I also liked the first Wonderland memory that Alyssa recalls: one of her childhood adventures with Morpheus. I always thought that her childhood with Morpheus could have been expanded upon and made much more detailed, so this was a wish come true.
However, the rest of the story really didn’t sit well with me. First of all, there’s the fact that Jeb earns a wish in Wonderland and uses it to die when he finds out he has cancer. I can understand his reasoning – the longer he lives, the harder it becomes for their family – but it just seems to unbelievably selfish: he could wish for happiness for his children, or health for his great-grandchildren, but he chooses something self-serving instead. I never really liked Jeb as a character, and this just confirmed my suspicions.
I also thought the fact that Alyssa and Jeb waited until after their wedding to have sex just wasn’t very authentic. Throughout ‘Unhinged’ they got very close to taking their relationship to the next level, and it just doesn’t seem feasible that they’d then decide to wait four years. The fact that Alyssa marries Morpheus before sleeping with him in Wonderland, too: not many people until after marriage to have sex, so for someone to wait twice just seemed a little bit too fantastical.

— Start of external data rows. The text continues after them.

//! Heuristic table mining from layout-preserving extracted text.
//!
//! The engine consumes plain text produced by an external, layout-keeping
//! extractor and infers tabular structure from whitespace geometry alone:
//! no schema, no cell markers, no access to the source document's drawing
//! commands. Detection finds contiguous runs of lines that look tabular,
//! the header line's spacing fixes the column boundaries, and every other
//! line in the run is sliced into cells at those boundaries.

pub mod config;
pub mod error;
pub mod logging;
pub mod miner;

pub use config::MineConfig;
pub use error::{MineError, MineResult};
pub use miner::{MineOptions, MineStats, TableMiner, TableView, Tables};
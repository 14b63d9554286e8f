use thiserror::Error;

/// Main error type for the tablemine library
#[derive(Error, Debug)]
pub enum MineError {
    #[error("table shape violation: {message}")]
    InvalidShape { message: String },

    #[error("configuration error: {message}")]
    Configuration { message: String },

    #[error("file I/O error: {path}")]
    FileIo {
        path: String,
        #[source]
        source: std::io::Error,
    },

    #[error("delimited export failed: {context}")]
    Export {
        context: String,
        #[source]
        source: csv::Error,
    },

    #[error(transparent)]
    General(#[from] anyhow::Error),
}

impl MineError {
    /// Create a shape violation error
    pub fn invalid_shape(message: impl Into<String>) -> Self {
        Self::InvalidShape {
            message: message.into(),
        }
    }

    /// Create a configuration error
    pub fn configuration(message: impl Into<String>) -> Self {
        Self::Configuration {
            message: message.into(),
        }
    }

    /// Create a file I/O error
    pub fn file_io(path: impl Into<String>, source: std::io::Error) -> Self {
        Self::FileIo {
            path: path.into(),
            source,
        }
    }

    /// Create an export error
    pub fn export(context: impl Into<String>, source: csv::Error) -> Self {
        Self::Export {
            context: context.into(),
            source,
        }
    }
}

/// Result type alias for convenience
pub type MineResult<T> = Result<T, MineError>;
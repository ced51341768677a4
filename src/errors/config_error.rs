//! Errors for configuration loading.

use thiserror::Error;

#[derive(Error, Debug)]
pub enum ConfigError {
    #[error("Failed to parse configuration file '{path}': {source}")]
    Parse {
        path: String,
        source: serde_json::Error,
    },

    #[error("Failed to read '{path}': {source}")]
    Io {
        path: String,
        source: std::io::Error,
    },

    #[error("Configuration validation error for field '{field}': {message}")]
    Validation { field: String, message: String },
}

pub type ConfigResult<T> = std::result::Result<T, ConfigError>;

Similarly, Alyssa goes to Wonderland and the next thing – nine months later – is giving birth to her and Morpheus’s child. I don’t know what fertility is like in Wonderland, but most people have to try for a while to have a baby, so this just made me raise my eyebrows. We also find out that Queen Ivory is pregnant with the child of her mortal companion, Finley, who died a couple of weeks before – the fact that they’d been together for over sixty years and just happened to get pregnant right at the end? That’s not too feasible.
I’m not very good with books that feature true, everlasting love at a young age, so having Alyssa and Jeb AND Jenara and Corbin last until death… It’s just not authentic. Divorce is prevalent in these modern times, and while some teenage relationships do last for life it’s not that common – I was unconvinced.
And don’t even get me started on the implications of Alyssa and Morpheus calling their child Muse… Ugh.
I think ‘Six Impossible Things’ would have worked better as the first story in this collection, because ‘The Boy In The Web’ references the fact that Jenara and Corbin know about Wonderland, but this story deals with them finding out the truth. Chronologically, it makes sense to come at the end – it does deal with the end of Alyssa’s human life, after all – but to link in properly with the other stories I just feel like putting this one at the end was a mistake.
If you liked the Splintered series, you should probably read these short stories – especially if you weren’t happy with the ending of ‘Ensnared’, because this gives a bit of closure. If you like your romance old-fashioned and cliched, you’ll also love this collection. I’m glad I read it, but I’m not going to return to Wonderland any time soon.